Comparison of bacteria and fungus-binding mesh, foam and gauze as fillers in negative pressure wound therapy - pressure transduction, wound edge contraction, microvascular blood flow and fluid retention

M Malmsjö, MD, PhD, Department of Ophthalmology, Lund University, Lund, Sweden R Ingemansson, MD, PhD, Department of Cardiothoracic Surgery, Lund University, Lund, Sweden S Lindstedt, MD, PhD, Department of Cardiothoracic Surgery, Lund University, Lund, Sweden L Gustafsson, MD, PhD, Department of Ophthalmology, Lund University, Lund, Sweden.

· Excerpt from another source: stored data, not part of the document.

//! Curated repository model and related types

use chrono::{DateTime, Utc};
use serde::{Deserialize, Serialize};

/// One curated repository, as persisted in the list store.
///
/// `full_name` (`owner/name`) is unique across the list. Entries are never
/// updated in place; they are added and removed as a whole.
#[derive(Debug, Clone, PartialEq, Eq, Serialize, Deserialize)]
#[serde(rename_all = "camelCase")]
pub struct RepositoryEntry {
    pub id: String,
    pub owner: String,
    pub name: String,
    pub full_name: String,
    #[serde(default)]
    pub description: String,
    #[serde(default)]
    pub language: String,
    #[serde(default)]
    pub stars: u64,
    #[serde(default)]
    pub forks: u64,
    pub url: String,
    pub added_at: DateTime<Utc>,
}

impl RepositoryEntry {
    /// Build a fresh entry from upstream metadata
    pub fn from_upstream(owner: &str, name: &str, meta: &UpstreamRepo) -> Self {
        Self {
            id: uuid::Uuid::new_v4().to_string(),
            owner: owner.to_string(),
            name: name.to_string(),
            full_name: format!("{owner}/{name}"),
            description: meta.description.clone().unwrap_or_default(),
            language: meta
                .language
                .clone()
                .filter(|l| !l.is_empty())
                .unwrap_or_else(|| "Unknown".to_string()),
            stars: meta.stargazers_count.unwrap_or(0),
            forks: meta.forks_count.unwrap_or(0),
            url: meta.html_url.clone(),
            added_at: Utc::now(),
        }
    }

    /// Case-insensitive substring match over name, description and language
    pub fn matches_search(&self, needle: &str) -> bool {
        let needle = needle.to_lowercase();
        self.full_name.to_lowercase().contains(&needle)
            || self.description.to_lowercase().contains(&needle)
            || self.language.to_lowercase().contains(&needle)
    }
}

/// The subset of upstream repository metadata needed to create an entry
#[derive(Debug, Clone, Default, Deserialize)]
pub struct UpstreamRepo {
    #[serde(default)]
    pub description: Option<String>,
    #[serde(default)]
    pub language: Option<String>,
    #[serde(default)]
    pub stargazers_count: Option<u64>,
    #[serde(default)]
    pub forks_count: Option<u64>,
    #[serde(default)]
    pub html_url: String,
}

/// Request body for adding a repository
#[derive(Debug, Clone, Deserialize)]
pub struct AddRepoRequest {
    pub url: String,
}

/// Request body for removing a repository
#[derive(Debug, Clone, Deserialize)]
pub struct RemoveRepoRequest {
    pub id: String,
}

/// Query parameters for listing the curated repositories
#[derive(Debug, Clone, Default, Deserialize)]
pub struct RepoQuery {
    /// Substring filter
    #[serde(default)]
    pub q: Option<String>,
    /// Exact language filter; `all` or absent disables it
    #[serde(default)]
    pub language: Option<String>,
}

impl RepoQuery {
    pub fn is_empty(&self) -> bool {
        self.q.as_deref().is_none_or(str::is_empty)
            && self.language.as_deref().is_none_or(|l| l.is_empty() || l == "all")
    }

    pub fn matches(&self, entry: &RepositoryEntry) -> bool {
        let search = self
            .q
            .as_deref()
            .is_none_or(|q| q.is_empty() || entry.matches_search(q));
        let language = match self.language.as_deref() {
            None | Some("") | Some("all") => true,
            Some(lang) => entry.language == lang,
        };
        search && language
    }
}

/// Home-view summary of the curated list
#[derive(Debug, Clone, Serialize)]
#[serde(rename_all = "camelCase")]
pub struct RepoCatalog {
    pub repos: Vec<RepositoryEntry>,
    /// Distinct non-empty languages over the whole list, sorted
    pub languages: Vec<String>,
    pub total_stars: u64,
}

impl RepoCatalog {
    /// Summarise `all`, keeping only the entries accepted by `query`
    pub fn build(all: Vec<RepositoryEntry>, query: &RepoQuery) -> Self {
        let mut languages: Vec<String> = all
            .iter()
            .map(|r| r.language.clone())
            .filter(|l| !l.is_empty())
            .collect();
        languages.sort();
        languages.dedup();
        let total_stars = all.iter().map(|r| r.stars).sum();
        let repos = all.into_iter().filter(|r| query.matches(r)).collect();

        Self {
            repos,
            languages,
            total_stars,
        }
    }
}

International Wound Journal (Impact Factor: 2.15). 06/2012; 10(5). DOI: 10.1111/j.1742-481X.2012.01029.x
Source: PubMed


Bacteria- and fungus-binding mesh binds and inactivates bacteria and fungus, which makes it interesting, alternative, wound filler for negative pressure wound therapy (NPWT). This study was conducted to compare the performance of pathogen-binding mesh, foam and gauze as wound fillers in NPWT with regard to pressure transduction, fluid retention, wound contraction and microvascular blood flow. Wounds on the backs of 16 pigs were filled with pathogen-binding mesh, foam or gauze and treated with NPWT. The immediate effects of 0, -40, -60, -80 and -120 mmHg, on pressure transduction and blood flow were examined in eight pigs using laser Doppler velocimetry. Wound contraction and fluid retention were studied during 72 hours of NPWT at -80 and -120 mmHg in the other eight pigs. Pathogen-binding mesh, gauze and foam provide similar pressure transduction to the wound bed during NPWT. Blood flow was found to decrease 0·5 cm laterally from the wound edge and increase 2·5 cm from the wound edge, but was unaltered 5·0 cm from the wound edge. The increase in blood flow was similar with all wound fillers. The decrease in blood flow was more pronounced with foam than with gauze and pathogen-binding mesh. Similarly, wound contraction was more pronounced with foam, than with gauze and pathogen-binding mesh. Wound fluid retention was the same in foam and pathogen-binding mesh, while more fluid was retained in the wound when using gauze. The blood flow 0·5-5 cm from the wound edge and the contraction of the wound during NPWT were similar when using pathogen-binding mesh and gauze. Wound fluid was efficiently removed through the pathogen-binding mesh, which may explain previous findings that granulation tissue formation is more rapid under pathogen-binding mesh than under gauze. This, in combination with its pathogen-binding properties, makes this mesh an interesting wound filler for use in NPWT.